La Reserve Bank of New Zealand (RBNZ) mira a raggiungere e mantenere un tasso di inflazione compreso tra l’1% e il 3% nel medio termine, con l’obiettivo di mantenerlo vicino al punto medio del 2%. A tale scopo la banca fissa un livello di tasso di interesse adeguato. Se l’inflazione è troppo alta, la RBNZ aumenterà i tassi di interesse per raffreddare l’economia, ma questa mossa aumenterà anche i rendimenti obbligazionari, aumentando l’attrattiva per gli investitori ad investire nel paese e stimolando così il NZD. Al contrario, tassi di interesse più bassi tendono a indebolire il NZD. Anche il cosiddetto differenziale del tasso di interesse, o il modo in cui i tassi di interesse della Nuova Zelanda si confrontano o dovrebbero confrontarsi con quelli della Federal Reserve statunitense, può svolgere un ruolo chiave nel movimento della coppia NZD/USD.
La pubblicazione di dati macroeconomici in Nuova Zelanda è fondamentale per valutare la situazione economica e può influire sulla valutazione del dollaro neozelandese (NZD). Un’economia forte basata su un’elevata crescita economica, una bassa disoccupazione e un’elevata fiducia è positiva per il NZD. L’elevata crescita economica attrae investimenti esteri e potrebbe incoraggiare la Reserve Bank of New Zealand ad aumentare i tassi di interesse se questa forza economica fosse accompagnata da un aumento dell’inflazione. D’altro canto, se i dati economici sono deboli, è probabile che il NZD perda valore.

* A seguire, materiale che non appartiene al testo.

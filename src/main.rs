//! Provides the main entry point to the program.
use ::log::error;
use std::process::exit;
use tworegion::cli::run_cli;
use tworegion::log::is_logger_initialised;

fn main() {
    if let Err(err) = run_cli() {
        // If the logger is not yet initialised the error goes straight to stderr
        if is_logger_initialised() {
            error!("{err:?}");
        } else {
            eprintln!("Error: {err:?}");
        }
        exit(1);
    }
}
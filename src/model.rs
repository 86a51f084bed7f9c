//! Code for loading and validating scenario models.
//!
//! A model lives in a directory containing `model.toml` plus CSV files for regions,
//! technologies and (optionally) policy targets. Invalid static configuration fails
//! fast here; everything downstream of a successfully loaded model recovers locally.
use crate::input::{deserialise_proportion, is_sorted_and_unique, read_toml, read_vec_from_csv};
use crate::region::{RegionMap, read_regions};
use crate::technology::{TechnologyKind, TechnologyMap, read_technologies, technology_of_kind};
use anyhow::{Context, Result, ensure};
use itertools::Itertools;
use log::warn;
use serde::Deserialize;
use serde_string_enum::{DeserializeLabeledStringEnum, SerializeLabeledStringEnum};
use std::path::Path;

const MODEL_FILE_NAME: &str = "model.toml";
const RENEWABLE_TARGETS_FILE_NAME: &str = "renewable_targets.csv";
const CARBON_TARGETS_FILE_NAME: &str = "carbon_targets.csv";

/// Renewable-share targets used when the model provides no target file
const DEFAULT_RENEWABLE_TARGETS: [(u32, f64); 3] = [(2030, 0.40), (2040, 0.70), (2050, 0.85)];

/// Carbon-reduction targets used when the model provides no target file
const DEFAULT_CARBON_TARGETS: [(u32, f64); 3] = [(2030, 0.50), (2040, 0.75), (2050, 0.90)];

/// The scenario variant, which selects the generation mix allocation rules
#[derive(Debug, Clone, Copy, PartialEq, SerializeLabeledStringEnum, DeserializeLabeledStringEnum)]
pub enum ScenarioVariant {
    /// Gas/wind/solar only
    #[string = "baseline"]
    Baseline,
    /// Adds battery storage and a more aggressive renewable build-out
    #[string = "battery_storage"]
    BatteryStorage,
}

/// A year-keyed renewable-share target
#[derive(Debug, Clone, Deserialize, PartialEq)]
pub struct RenewableTarget {
    /// The year by which the target should be met
    pub year: u32,
    /// The targeted renewable share of generation
    #[serde(deserialize_with = "deserialise_proportion")]
    pub share: f64,
}

/// A year-keyed carbon-reduction target, relative to the baseline year's emissions
#[derive(Debug, Clone, Deserialize, PartialEq)]
pub struct CarbonTarget {
    /// The year by which the target should be met
    pub year: u32,
    /// The targeted fractional reduction in emissions
    #[serde(deserialize_with = "deserialise_proportion")]
    pub reduction: f64,
}

/// Model definition
#[derive(Debug)]
pub struct Model {
    /// The scenario name, used to key all output rows
    pub scenario_name: String,
    /// Which allocation rules to apply
    pub variant: ScenarioVariant,
    /// The years of the planning horizon, in ascending order
    pub milestone_years: Vec<u32>,
    /// Annual demand growth rate
    pub growth_rate: f64,
    /// Seed for all synthetic profile generation
    pub seed: u64,
    /// Discount rate used for capital recovery
    pub discount_rate: f64,
    /// The demand regions
    pub regions: RegionMap,
    /// The available technologies
    pub technologies: TechnologyMap,
    /// Year-keyed renewable-share targets, ascending by year
    pub renewable_targets: Vec<RenewableTarget>,
    /// Year-keyed carbon-reduction targets, ascending by year
    pub carbon_targets: Vec<CarbonTarget>,
}

/// Represents the contents of the entire model file.
#[derive(Debug, Deserialize, PartialEq)]
struct ModelFile {
    scenario: ScenarioSection,
    years: YearsSection,
    demand: DemandSection,
    #[serde(default)]
    finance: FinanceSection,
}

/// The "scenario" section of the model file
#[derive(Debug, Deserialize, PartialEq)]
struct ScenarioSection {
    name: String,
    variant: ScenarioVariant,
}

/// The "years" section of the model file
#[derive(Debug, Deserialize, PartialEq)]
struct YearsSection {
    milestones: Vec<u32>,
}

/// The "demand" section of the model file
#[derive(Debug, Deserialize, PartialEq)]
struct DemandSection {
    growth_rate: f64,
    seed: u64,
}

/// The "finance" section of the model file
#[derive(Debug, Deserialize, PartialEq)]
struct FinanceSection {
    discount_rate: f64,
}

impl Default for FinanceSection {
    fn default() -> Self {
        Self {
            discount_rate: 0.07,
        }
    }
}

impl Model {
    /// Read a model from the specified directory.
    ///
    /// # Arguments
    ///
    /// * `model_dir` - Folder containing model configuration files
    pub fn from_path<P: AsRef<Path>>(model_dir: P) -> Result<Model> {
        let model_dir = model_dir.as_ref();
        let file_path = model_dir.join(MODEL_FILE_NAME);
        let model_file: ModelFile = read_toml(&file_path)?;

        check_milestone_years(&model_file.years.milestones)
            .with_context(|| format!("Invalid milestone years in {}", file_path.display()))?;
        ensure!(
            model_file.demand.growth_rate.is_finite() && model_file.demand.growth_rate > -1.0,
            "growth_rate must be finite and greater than -1"
        );
        ensure!(
            model_file.finance.discount_rate.is_finite() && model_file.finance.discount_rate >= 0.0,
            "discount_rate must be finite and non-negative"
        );

        let regions = read_regions(model_dir)?;
        let technologies = read_technologies(model_dir)?;
        check_required_kinds(&technologies, model_file.scenario.variant)?;

        let renewable_targets: Vec<RenewableTarget> = read_targets(
            &model_dir.join(RENEWABLE_TARGETS_FILE_NAME),
            &DEFAULT_RENEWABLE_TARGETS,
            |(year, share)| RenewableTarget { year, share },
        )?;
        let carbon_targets: Vec<CarbonTarget> = read_targets(
            &model_dir.join(CARBON_TARGETS_FILE_NAME),
            &DEFAULT_CARBON_TARGETS,
            |(year, reduction)| CarbonTarget { year, reduction },
        )?;
        ensure!(
            is_sorted_and_unique(&renewable_targets.iter().map(|t| t.year).collect_vec()),
            "Renewable targets must have unique years in ascending order"
        );
        ensure!(
            is_sorted_and_unique(&carbon_targets.iter().map(|t| t.year).collect_vec()),
            "Carbon targets must have unique years in ascending order"
        );

        Ok(Model {
            scenario_name: model_file.scenario.name,
            variant: model_file.scenario.variant,
            milestone_years: model_file.years.milestones,
            growth_rate: model_file.demand.growth_rate,
            seed: model_file.demand.seed,
            discount_rate: model_file.finance.discount_rate,
            regions,
            technologies,
            renewable_targets,
            carbon_targets,
        })
    }

    /// The first year of the planning horizon
    pub fn start_year(&self) -> u32 {
        *self
            .milestone_years
            .first()
            .expect("Milestone years cannot be empty")
    }

    /// The final year of the planning horizon
    pub fn end_year(&self) -> u32 {
        *self
            .milestone_years
            .last()
            .expect("Milestone years cannot be empty")
    }
}

/// Check that the milestone years parameter is valid
fn check_milestone_years(years: &[u32]) -> Result<()> {
    ensure!(!years.is_empty(), "milestones is empty");
    ensure!(
        is_sorted_and_unique(years),
        "milestones must be composed of unique values in order"
    );

    Ok(())
}

/// Check that the technologies required by the scenario variant are present
fn check_required_kinds(technologies: &TechnologyMap, variant: ScenarioVariant) -> Result<()> {
    let mut required = vec![
        TechnologyKind::Gas,
        TechnologyKind::Wind,
        TechnologyKind::Solar,
    ];
    if variant == ScenarioVariant::BatteryStorage {
        required.push(TechnologyKind::Storage);
    }

    for kind in required {
        ensure!(
            technology_of_kind(technologies, kind).is_some(),
            "Model must include a technology of kind {kind:?}"
        );
    }

    Ok(())
}

/// Read a year-keyed target file, falling back to built-in defaults if it is missing.
///
/// A missing file is not an error (missing-input policy); a malformed file is.
fn read_targets<T, F>(file_path: &Path, defaults: &[(u32, f64)], make: F) -> Result<Vec<T>>
where
    T: serde::de::DeserializeOwned,
    F: Fn((u32, f64)) -> T,
{
    if !file_path.is_file() {
        warn!(
            "No targets file at {}; using built-in defaults",
            file_path.display()
        );
        return Ok(defaults.iter().copied().map(make).collect());
    }

    read_vec_from_csv(file_path)
}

Il dollaro neozelandese (NZD) tende a salire durante i periodi rischiosi o quando gli investitori ritengono che i rischi complessivi del mercato siano bassi e sono ottimisti riguardo alla crescita. Ciò tende a portare a prospettive più favorevoli per le materie prime e le cosiddette “valute legate alle materie prime” come il Kiwi. Al contrario, il NZD tende a indebolirsi durante i periodi di turbolenza del mercato o di incertezza economica poiché gli investitori tendono a vendere asset più rischiosi e a fuggire verso paradisi sicuri più stabili.